**WHAT THIS TASK INVOLVES:** All of the entries must be output exactly as they are.
-- GIVEN INFORMATION follows --
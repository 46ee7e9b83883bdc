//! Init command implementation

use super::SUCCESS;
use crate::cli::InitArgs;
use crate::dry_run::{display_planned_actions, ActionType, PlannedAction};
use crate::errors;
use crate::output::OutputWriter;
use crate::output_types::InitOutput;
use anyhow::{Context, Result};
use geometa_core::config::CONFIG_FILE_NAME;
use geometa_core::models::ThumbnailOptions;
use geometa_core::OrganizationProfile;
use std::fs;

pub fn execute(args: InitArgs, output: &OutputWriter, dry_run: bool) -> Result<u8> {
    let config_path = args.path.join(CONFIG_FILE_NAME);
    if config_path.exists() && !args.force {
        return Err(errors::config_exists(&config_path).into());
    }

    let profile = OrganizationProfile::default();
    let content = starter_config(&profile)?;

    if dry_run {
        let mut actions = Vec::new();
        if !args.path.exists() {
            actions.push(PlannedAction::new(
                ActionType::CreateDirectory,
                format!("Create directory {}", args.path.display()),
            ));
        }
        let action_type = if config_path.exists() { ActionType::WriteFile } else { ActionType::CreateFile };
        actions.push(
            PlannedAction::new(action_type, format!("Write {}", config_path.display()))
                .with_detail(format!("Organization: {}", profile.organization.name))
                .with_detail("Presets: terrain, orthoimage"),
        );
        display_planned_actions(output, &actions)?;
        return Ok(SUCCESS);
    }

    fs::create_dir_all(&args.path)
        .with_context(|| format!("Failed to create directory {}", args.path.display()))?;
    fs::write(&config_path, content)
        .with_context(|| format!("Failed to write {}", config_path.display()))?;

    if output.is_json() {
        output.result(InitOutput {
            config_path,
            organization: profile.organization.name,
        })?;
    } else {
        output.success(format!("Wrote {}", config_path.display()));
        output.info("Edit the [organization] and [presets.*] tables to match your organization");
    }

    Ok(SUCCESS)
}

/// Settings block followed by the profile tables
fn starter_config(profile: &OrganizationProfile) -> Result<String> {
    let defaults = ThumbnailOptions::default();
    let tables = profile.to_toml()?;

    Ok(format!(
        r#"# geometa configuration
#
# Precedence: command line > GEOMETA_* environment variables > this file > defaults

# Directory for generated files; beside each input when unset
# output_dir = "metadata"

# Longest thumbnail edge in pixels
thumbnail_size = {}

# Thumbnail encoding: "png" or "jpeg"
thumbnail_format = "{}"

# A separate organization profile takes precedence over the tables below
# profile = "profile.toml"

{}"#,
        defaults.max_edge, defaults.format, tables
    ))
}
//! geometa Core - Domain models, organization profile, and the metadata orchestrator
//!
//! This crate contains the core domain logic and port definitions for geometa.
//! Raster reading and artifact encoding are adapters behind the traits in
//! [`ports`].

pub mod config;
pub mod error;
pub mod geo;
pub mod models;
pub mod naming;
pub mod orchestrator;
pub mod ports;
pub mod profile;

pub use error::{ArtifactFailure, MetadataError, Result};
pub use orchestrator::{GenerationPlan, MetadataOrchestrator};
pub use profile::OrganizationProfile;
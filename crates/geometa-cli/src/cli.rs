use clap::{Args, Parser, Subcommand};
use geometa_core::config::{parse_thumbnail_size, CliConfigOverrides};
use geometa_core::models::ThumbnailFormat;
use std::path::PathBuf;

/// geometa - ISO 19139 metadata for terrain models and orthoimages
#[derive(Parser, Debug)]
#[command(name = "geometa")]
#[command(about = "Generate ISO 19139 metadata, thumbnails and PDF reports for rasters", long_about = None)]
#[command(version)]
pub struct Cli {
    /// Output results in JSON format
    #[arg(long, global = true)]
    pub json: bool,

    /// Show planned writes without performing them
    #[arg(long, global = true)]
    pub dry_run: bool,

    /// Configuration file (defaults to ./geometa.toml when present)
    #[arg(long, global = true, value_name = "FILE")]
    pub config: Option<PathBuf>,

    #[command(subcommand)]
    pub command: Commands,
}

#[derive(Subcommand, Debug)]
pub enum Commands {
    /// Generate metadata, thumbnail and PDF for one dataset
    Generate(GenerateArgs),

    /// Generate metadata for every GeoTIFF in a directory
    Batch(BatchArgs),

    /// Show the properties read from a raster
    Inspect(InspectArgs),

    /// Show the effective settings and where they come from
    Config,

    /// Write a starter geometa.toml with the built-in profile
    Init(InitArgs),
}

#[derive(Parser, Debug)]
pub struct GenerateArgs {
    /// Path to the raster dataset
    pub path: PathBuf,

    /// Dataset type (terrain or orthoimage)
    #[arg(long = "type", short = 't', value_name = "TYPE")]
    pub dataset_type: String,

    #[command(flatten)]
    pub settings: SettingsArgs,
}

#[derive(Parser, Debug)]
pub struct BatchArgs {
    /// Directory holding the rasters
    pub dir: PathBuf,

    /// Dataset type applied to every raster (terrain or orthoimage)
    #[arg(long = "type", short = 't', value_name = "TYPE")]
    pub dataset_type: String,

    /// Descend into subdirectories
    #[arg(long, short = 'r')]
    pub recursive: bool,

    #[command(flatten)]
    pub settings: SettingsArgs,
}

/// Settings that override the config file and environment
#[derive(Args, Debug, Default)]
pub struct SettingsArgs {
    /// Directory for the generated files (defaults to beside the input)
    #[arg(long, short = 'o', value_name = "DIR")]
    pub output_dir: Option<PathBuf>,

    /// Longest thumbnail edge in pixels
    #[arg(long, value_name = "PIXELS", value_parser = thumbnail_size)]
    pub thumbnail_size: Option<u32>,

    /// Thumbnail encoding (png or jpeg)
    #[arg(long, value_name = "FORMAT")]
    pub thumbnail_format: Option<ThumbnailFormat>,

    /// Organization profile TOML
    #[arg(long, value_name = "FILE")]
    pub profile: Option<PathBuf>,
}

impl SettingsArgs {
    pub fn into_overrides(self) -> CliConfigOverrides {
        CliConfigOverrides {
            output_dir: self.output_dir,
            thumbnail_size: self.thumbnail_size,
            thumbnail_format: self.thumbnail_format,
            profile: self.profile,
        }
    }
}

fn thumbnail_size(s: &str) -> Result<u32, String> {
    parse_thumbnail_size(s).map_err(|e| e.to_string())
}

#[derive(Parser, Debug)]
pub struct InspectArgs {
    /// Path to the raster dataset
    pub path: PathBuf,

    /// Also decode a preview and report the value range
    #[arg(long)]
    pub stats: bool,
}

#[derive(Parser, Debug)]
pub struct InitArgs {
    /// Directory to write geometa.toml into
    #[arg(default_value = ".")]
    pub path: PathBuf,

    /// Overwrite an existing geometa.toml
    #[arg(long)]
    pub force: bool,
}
-- GIVEN INFORMATION concluded --
**EXERCISE OUTPUT:**
repository 46ee7e9b83883bdc
//! Init command implementation

use super::SUCCESS;
use crate::cli::InitArgs;
use crate::dry_run::{display_planned_actions, ActionType, PlannedAction};
use crate::errors;
use crate::output::OutputWriter;
use crate::output_types::InitOutput;
use anyhow::{Context, Result};
use geometa_core::config::CONFIG_FILE_NAME;
use geometa_core::models::ThumbnailOptions;
use geometa_core::OrganizationProfile;
use std::fs;

pub fn execute(args: InitArgs, output: &OutputWriter, dry_run: bool) -> Result<u8> {
    let config_path = args.path.join(CONFIG_FILE_NAME);
    if config_path.exists() && !args.force {
        return Err(errors::config_exists(&config_path).into());
    }

    let profile = OrganizationProfile::default();
    let content = starter_config(&profile)?;

    if dry_run {
        let mut actions = Vec::new();
        if !args.path.exists() {
            actions.push(PlannedAction::new(
                ActionType::CreateDirectory,
                format!("Create directory {}", args.path.display()),
            ));
        }
        let action_type = if config_path.exists() { ActionType::WriteFile } else { ActionType::CreateFile };
        actions.push(
            PlannedAction::new(action_type, format!("Write {}", config_path.display()))
                .with_detail(format!("Organization: {}", profile.organization.name))
                .with_detail("Presets: terrain, orthoimage"),
        );
        display_planned_actions(output, &actions)?;
        return Ok(SUCCESS);
    }

    fs::create_dir_all(&args.path)
        .with_context(|| format!("Failed to create directory {}", args.path.display()))?;
    fs::write(&config_path, content)
        .with_context(|| format!("Failed to write {}", config_path.display()))?;

    if output.is_json() {
        output.result(InitOutput {
            config_path,
            organization: profile.organization.name,
        })?;
    } else {
        output.success(format!("Wrote {}", config_path.display()));
        output.info("Edit the [organization] and [presets.*] tables to match your organization");
    }

    Ok(SUCCESS)
}

/// Settings block followed by the profile tables
fn starter_config(profile: &OrganizationProfile) -> Result<String> {
    let defaults = ThumbnailOptions::default();
    let tables = profile.to_toml()?;

    Ok(format!(
        r#"# geometa configuration
#
# Precedence: command line > GEOMETA_* environment variables > this file > defaults

# Directory for generated files; beside each input when unset
# output_dir = "metadata"

# Longest thumbnail edge in pixels
thumbnail_size = {}

# Thumbnail encoding: "png" or "jpeg"
thumbnail_format = "{}"

# A separate organization profile takes precedence over the tables below
# profile = "profile.toml"

{}"#,
        defaults.max_edge, defaults.format, tables
    ))
}
//! geometa Core - Domain models, organization profile, and the metadata orchestrator
//!
//! This crate contains the core domain logic and port definitions for geometa.
//! Raster reading and artifact encoding are adapters behind the traits in
//! [`ports`].

pub mod config;
pub mod error;
pub mod geo;
pub mod models;
pub mod naming;
pub mod orchestrator;
pub mod ports;
pub mod profile;

pub use error::{ArtifactFailure, MetadataError, Result};
pub use orchestrator::{GenerationPlan, MetadataOrchestrator};
pub use profile::OrganizationProfile;
filename crates/geometa-cli/src/cli.rs
use clap::{Args, Parser, Subcommand};
use geometa_core::config::{parse_thumbnail_size, CliConfigOverrides};
use geometa_core::models::ThumbnailFormat;
use std::path::PathBuf;

/// geometa - ISO 19139 metadata for terrain models and orthoimages
#[derive(Parser, Debug)]
#[command(name = "geometa")]
#[command(about = "Generate ISO 19139 metadata, thumbnails and PDF reports for rasters", long_about = None)]
#[command(version)]
pub struct Cli {
    /// Output results in JSON format
    #[arg(long, global = true)]
    pub json: bool,

    /// Show planned writes without performing them
    #[arg(long, global = true)]
    pub dry_run: bool,

    /// Configuration file (defaults to ./geometa.toml when present)
    #[arg(long, global = true, value_name = "FILE")]
    pub config: Option<PathBuf>,

    #[command(subcommand)]
    pub command: Commands,
}

#[derive(Subcommand, Debug)]
pub enum Commands {
    /// Generate metadata, thumbnail and PDF for one dataset
    Generate(GenerateArgs),

    /// Generate metadata for every GeoTIFF in a directory
    Batch(BatchArgs),

    /// Show the properties read from a raster
    Inspect(InspectArgs),

    /// Show the effective settings and where they come from
    Config,

    /// Write a starter geometa.toml with the built-in profile
    Init(InitArgs),
}

#[derive(Parser, Debug)]
pub struct GenerateArgs {
    /// Path to the raster dataset
    pub path: PathBuf,

    /// Dataset type (terrain or orthoimage)
    #[arg(long = "type", short = 't', value_name = "TYPE")]
    pub dataset_type: String,

    #[command(flatten)]
    pub settings: SettingsArgs,
}

#[derive(Parser, Debug)]
pub struct BatchArgs {
    /// Directory holding the rasters
    pub dir: PathBuf,

    /// Dataset type applied to every raster (terrain or orthoimage)
    #[arg(long = "type", short = 't', value_name = "TYPE")]
    pub dataset_type: String,

    /// Descend into subdirectories
    #[arg(long, short = 'r')]
    pub recursive: bool,

    #[command(flatten)]
    pub settings: SettingsArgs,
}

/// Settings that override the config file and environment
#[derive(Args, Debug, Default)]
pub struct SettingsArgs {
    /// Directory for the generated files (defaults to beside the input)
    #[arg(long, short = 'o', value_name = "DIR")]
    pub output_dir: Option<PathBuf>,

    /// Longest thumbnail edge in pixels
    #[arg(long, value_name = "PIXELS", value_parser = thumbnail_size)]
    pub thumbnail_size: Option<u32>,

    /// Thumbnail encoding (png or jpeg)
    #[arg(long, value_name = "FORMAT")]
    pub thumbnail_format: Option<ThumbnailFormat>,

    /// Organization profile TOML
    #[arg(long, value_name = "FILE")]
    pub profile: Option<PathBuf>,
}

impl SettingsArgs {
    pub fn into_overrides(self) -> CliConfigOverrides {
        CliConfigOverrides {
            output_dir: self.output_dir,
            thumbnail_size: self.thumbnail_size,
            thumbnail_format: self.thumbnail_format,
            profile: self.profile,
        }
    }
}

fn thumbnail_size(s: &str) -> Result<u32, String> {
    parse_thumbnail_size(s).map_err(|e| e.to_string())
}

#[derive(Parser, Debug)]
pub struct InspectArgs {
    /// Path to the raster dataset
    pub path: PathBuf,

    /// Also decode a preview and report the value range
    #[arg(long)]
    pub stats: bool,
}

#[derive(Parser, Debug)]
pub struct InitArgs {
    /// Directory to write geometa.toml into
    #[arg(default_value = ".")]
    pub path: PathBuf,

    /// Overwrite an existing geometa.toml
    #[arg(long)]
    pub force: bool,
}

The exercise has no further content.